It’s like an Uber driver attempting to compete in a Formula One race: they might be able to start, but there’s a high chance they won’t be able to finish it properly.

Zhimin Zhan
7 min readJul 15, 2024

This is an article in the E2E Test Automation Anti-Pattern series.

Many software developers probably don’t like the title of this article, as software developers tend to think “automated testing is easy”, which was what I used to think before 2005.

Disclaimer: as a Micro-ISV, I do programming as well as testing (automated).

Let’s start with some quotes from several software gurus.

Quotes from Renowned Software Figures

“In my experience, great developers do not always make great testers, but great testers (who also have strong design skills) can make great developers. It’s a mindset and a passion. … They are gold”.
- Patrick Copeland, Google Senior Engineering Director, in an interview (2010)

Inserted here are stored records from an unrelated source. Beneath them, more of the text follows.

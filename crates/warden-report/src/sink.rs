// Copyright (c) 2025 Geoffrey Huntley <ghuntley@ghuntley.com>. All rights reserved.
// SPDX-License-Identifier: Proprietary

//! Report delivery.

use async_trait::async_trait;
use tracing::{info, instrument};
use warden_smtp::EmailSender;

use crate::document::{prefixed_subject, Report};
use crate::error::ReportError;
use crate::render::{render_html, render_text};

/// Destination for rendered reports. Delivery is attempted once.
#[async_trait]
pub trait ReportSink: Send + Sync {
	async fn deliver(&self, report: &Report) -> Result<(), ReportError>;
}

/// Mails each report to a single distribution address.
pub struct MailReportSink {
	sender: Box<dyn EmailSender>,
	recipient: String,
	environment_label: Option<String>,
}

impl MailReportSink {
	pub fn new(
		sender: Box<dyn EmailSender>,
		recipient: impl Into<String>,
		environment_label: Option<String>,
	) -> Self {
		Self {
			sender,
			recipient: recipient.into(),
			environment_label,
		}
	}
}

#[async_trait]
impl ReportSink for MailReportSink {
	#[instrument(skip(self, report), fields(kind = report.kind.as_str(), rows = report.rows.len()))]
	async fn deliver(&self, report: &Report) -> Result<(), ReportError> {
		if report.is_empty() {
			return Err(ReportError::Empty(report.subject.clone()));
		}

		let subject = prefixed_subject(self.environment_label.as_deref(), &report.subject);
		self.sender
			.send_email(
				&self.recipient,
				&subject,
				&render_html(report),
				&render_text(report),
			)
			.await?;

		info!(subject = %subject, recipient = %self.recipient, "report mailed");
		Ok(())
	}
}

/// Writes reports to the log when no mail transport is configured.
#[derive(Debug, Default)]
pub struct LogReportSink {
	environment_label: Option<String>,
}

impl LogReportSink {
	pub fn new(environment_label: Option<String>) -> Self {
		Self { environment_label }
	}
}

#[async_trait]
impl ReportSink for LogReportSink {
	async fn deliver(&self, report: &Report) -> Result<(), ReportError> {
		if report.is_empty() {
			return Err(ReportError::Empty(report.subject.clone()));
		}

		let subject = prefixed_subject(self.environment_label.as_deref(), &report.subject);
		info!(
			kind = report.kind.as_str(),
			subject = %subject,
			rows = report.rows.len(),
			body = %render_text(report),
			"report generated (mail delivery not configured)"
		);
		Ok(())
	}
}

#[cfg(test)]
mod tests {
	use super::*;
	use crate::document::ReportRow;
	use chrono::NaiveDate;
	use parking_lot::Mutex;
	use std::sync::Arc;
	use warden_smtp::SmtpError;

	#[derive(Debug, Clone, PartialEq)]
	struct SentMail {
		to: String,
		subject: String,
		html: String,
		text: String,
	}

	#[derive(Default, Clone)]
	struct FakeSender {
		sent: Arc<Mutex<Vec<SentMail>>>,
		fail: bool,
	}

	#[async_trait]
	impl EmailSender for FakeSender {
		async fn send_email(
			&self,
			to: &str,
			subject: &str,
			body_html: &str,
			body_text: &str,
		) -> Result<(), SmtpError> {
			if self.fail {
				return Err(SmtpError::Send("relay refused".to_string()));
			}
			self.sent.lock().push(SentMail {
				to: to.to_string(),
				subject: subject.to_string(),
				html: body_html.to_string(),
				text: body_text.to_string(),
			});
			Ok(())
		}
	}

	fn report() -> Report {
		Report::disabled_users(
			vec![ReportRow::new(1, "Ada", "Lovelace", "ada@example.com")],
			NaiveDate::from_ymd_opt(2025, 6, 1).unwrap(),
		)
	}

	#[tokio::test]
	async fn test_mail_sink_prefixes_subject() {
		let sender = FakeSender::default();
		let sink = MailReportSink::new(
			Box::new(sender.clone()),
			"it-ops@example.com",
			Some("PROD".to_string()),
		);

		sink.deliver(&report()).await.unwrap();

		let sent = sender.sent.lock();
		assert_eq!(sent.len(), 1);
		assert_eq!(sent[0].to, "it-ops@example.com");
		assert_eq!(sent[0].subject, "PROD - Users With No Groups Report");
		assert!(sent[0].html.contains("ada@example.com"));
		assert!(sent[0].text.contains("Total users disabled: 1"));
	}

	#[tokio::test]
	async fn test_mail_sink_surfaces_delivery_error() {
		let sender = FakeSender {
			fail: true,
			..Default::default()
		};
		let sink = MailReportSink::new(Box::new(sender), "it-ops@example.com", None);
		assert!(matches!(
			sink.deliver(&report()).await,
			Err(ReportError::Delivery(_))
		));
	}

	#[tokio::test]
	async fn test_empty_report_not_sent() {
		let sender = FakeSender::default();
		let sink = MailReportSink::new(Box::new(sender.clone()), "it-ops@example.com", None);
		let empty = Report::disabled_users(Vec::new(), NaiveDate::from_ymd_opt(2025, 6, 1).unwrap());

		assert!(matches!(sink.deliver(&empty).await, Err(ReportError::Empty(_))));
		assert!(sender.sent.lock().is_empty());
	}

	#[tokio::test]
	async fn test_log_sink_accepts_report() {
		let sink = LogReportSink::new(None);
		sink.deliver(&report()).await.unwrap();
	}
}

“95% of the time, 95% of test engineers will write bad GUI automation just because it’s a very difficult thing to do correctly”.
- this interview from Microsoft Test Guru Alan Page (2015), author of “How we test software at Microsoft

“Automated testing through the GUI is intuitive, seductive, and almost always wrong!” — Robert C. Martin, co-author of the Agile Manifesto, on his blog (in 2009)

“Testing is harder than developing. If you want to have good testing you need to put your best people in testing.”
- Gerald Weinberg, software legend, in a podcast (2018)
(current generation of programmers might not heard of Gerald Weinberg, check out the a tweet by DHH on 2023–12–27: “Nobody taught me more about how to do that than the late, great…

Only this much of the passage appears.